Sur les indications du blessé, M. Carlstone reçut la mission d’aller rue des Trois-Bornes dire à la taillerie de diamants par quel accident Prosper Bouchut était empêché de rentrer. Il devait en même temps annoncer pour le lendemain au directeur la visite d’excuses du comte Alénitsine.

Le blessé devint plus calme quand il vit qu’on se disposait à aller expliquer son absence, et le comte dit au chirurgien :

« Je croyais qu’il n’existait pas de taillerie de diamants en France. Les Hollandais avaient gardé jusqu’à ces derniers temps le monopole de cette industrie.

— Aussi cet établissement date-t-il de cette année, répondit le docteur, et c’est le premier qui soit fondé en France. Je connais le directeur. C’est un homme énergique, intelligent, qui a voulu doter son pays d’une industrie qui lui manquait. Il a débuté sans un seul ouvrier, avec des enfants de l’âge de celui-ci dirigés par des contre-maîtres qui sont d’habiles professeurs de taille. Un apprentissage de quatre ans serait long pour une famille qui devrait nourrir l’apprenti. Le directeur prend donc tous les siens chez lui, et leur distribue, avec le pain quotidien, la nourriture intellectuelle, car, après la journée de travail, des cours de français, d’allemand, d’arithmétique sont faits dans l’établissement. Dès que l’apprenti est apte à gagner plus que son entretien, il émarge quelques francs par semaine, et sans se préoccuper des discussions sur l’opportunité du travail des femmes, cet homme de bien a enrôlé presque autant de jeunes filles que de garçons. L’état, vous le savez, exige plus de justesse de coup d’oeil et de patience que de force matérielle. Voilà donc une carrière lucrative ouverte aux filles du peuple. Les deux quartiers, filles et garçons, sont absolument séparés.

— Monsieur le docteur, dit le blessé, est-ce qu’on est déjà parti pour la rue des Trois-Bornes ?

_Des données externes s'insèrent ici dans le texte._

//! Synthetic survey data for demonstrations.
//!
//! Answers are drawn with weights 40% favourable, 35% neutral and 25%
//! unfavourable so dashboards show a mix of bands. The balanced variant
//! instead gives every org unit the same number of rows and cycles units
//! through thriving, mixed and critical profiles. Rows are tagged
//! `demo_seed` and can be removed without touching real submissions.

use chrono::{DateTime, Duration, Utc};
use rand::Rng;
use uuid::Uuid;

use crate::scoring::ThreePointAnswers;

/// Rows inserted per seed request
pub const DEMO_ROW_COUNT: usize = 50;
/// Submissions are spread over this many days back from now
pub const DEMO_WINDOW_DAYS: i64 = 60;
/// Rows per org unit for a balanced seed
pub const BALANCED_ROWS_PER_UNIT: usize = 8;
/// Balanced submissions are spread over this many days back from now
pub const BALANCED_WINDOW_DAYS: i64 = 180;

/// Where a synthetic respondent sits in the hierarchy
#[derive(Debug, Clone, Copy, PartialEq, Eq, Default)]
pub struct OrgPlacement {
    pub division_id: Option<Uuid>,
    pub department_id: Option<Uuid>,
    pub team_id: Option<Uuid>,
}

/// One generated submission
#[derive(Debug, Clone, PartialEq, Eq)]
pub struct DemoResponse {
    pub answers: ThreePointAnswers,
    pub placement: OrgPlacement,
    pub submitted_at: DateTime<Utc>,
}

/// Draw a 3-point answer: 1 with 40%, 2 with 35%, 3 with 25%
pub fn weighted_answer<R: Rng + ?Sized>(rng: &mut R) -> u8 {
    let roll: f64 = rng.r#gen();
    if roll < 0.40 {
        1
    } else if roll < 0.75 {
        2
    } else {
        3
    }
}

/// Generate `count` responses within the last [`DEMO_WINDOW_DAYS`] days.
///
/// When `placements` is non-empty each row is assigned one at random so
/// team level figures have data.
pub fn generate<R: Rng + ?Sized>(
    rng: &mut R,
    now: DateTime<Utc>,
    count: usize,
    placements: &[OrgPlacement],
) -> Vec<DemoResponse> {
    (0..count)
        .map(|_| {
            let days_back = rng.gen_range(0..=DEMO_WINDOW_DAYS);
            let answers = ThreePointAnswers {
                sentiment: weighted_answer(rng),
                clarity: weighted_answer(rng),
                workload: weighted_answer(rng),
                safety: weighted_answer(rng),
                leadership: weighted_answer(rng),
            };
            let placement = if placements.is_empty() {
                OrgPlacement::default()
            } else {
                placements[rng.gen_range(0..placements.len())]
            };
            DemoResponse {
                answers,
                placement,
                submitted_at: now - Duration::days(days_back),
            }
        })
        .collect()
}

/// Answer profile of one org unit in a balanced seed
#[derive(Debug, Clone, Copy, PartialEq, Eq)]
pub enum UnitProfile {
    /// Always favourable
    Thriving,
    /// Uniform over all three answers
    Mixed,
    /// Always unfavourable
    Critical,
}

impl UnitProfile {
    const CYCLE: [UnitProfile; 3] = [UnitProfile::Thriving, UnitProfile::Mixed, UnitProfile::Critical];

    /// Profile of the unit at `index`, cycling thriving, mixed, critical
    pub fn for_unit(index: usize) -> Self {
        Self::CYCLE[index % Self::CYCLE.len()]
    }

    pub fn answer<R: Rng + ?Sized>(self, rng: &mut R) -> u8 {
        match self {
            UnitProfile::Thriving => 1,
            UnitProfile::Mixed => rng.gen_range(1..=3),
            UnitProfile::Critical => 3,
        }
    }
}

/// Generate `per_unit` responses for every placement, spread over the last
/// [`BALANCED_WINDOW_DAYS`] days.
///
/// With no placements a single unplaced unit is seeded.
pub fn generate_balanced<R: Rng + ?Sized>(
    rng: &mut R,
    now: DateTime<Utc>,
    per_unit: usize,
    placements: &[OrgPlacement],
) -> Vec<DemoResponse> {
    let unplaced = [OrgPlacement::default()];
    let units = if placements.is_empty() { &unplaced[..] } else { placements };

    units
        .iter()
        .enumerate()
        .flat_map(|(index, placement)| {
            let profile = UnitProfile::for_unit(index);
            (0..per_unit)
                .map(|_| {
                    let days_back = rng.gen_range(0..=BALANCED_WINDOW_DAYS);
                    DemoResponse {
                        answers: ThreePointAnswers {
                            sentiment: profile.answer(rng),
                            clarity: profile.answer(rng),
                            workload: profile.answer(rng),
                            safety: profile.answer(rng),
                            leadership: profile.answer(rng),
                        },
                        placement: *placement,
                        submitted_at: now - Duration::days(days_back),
                    }
                })
                .collect::<Vec<_>>()
        })
        .collect()
}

— Tiens ! vous ne dormiez pas ? Non, la personne dine à la hâte avant de faire votre commission. Pourquoi cette question-là ?

— C’est ce que vous venez de dire… Ma sœur Julie est à l’établissement, au quartier des filles. Elle pourrait savoir mon affaire par les employés si le directeur ne commande pas qu’on lui cache mon histoire… Il ne faudrait pas la tracasser de ça… Vous savez, les filles, ça pleure et puis ça jase, et si maman venait la voir, cela n’en finirait plus. On pourrait faire dire à maman que je suis en commission quand elle viendra me voir.

— Arkadi, va dire encore ceci à M. Carlstone, » dit le comte ; puis il renoua en ces termes sa causerie avec le docteur. « Ce que vous m’apprenez me rendra très-intéressante ma visite de demain. J’aurai grand plaisir à serrer la main du directeur de cette entreprise.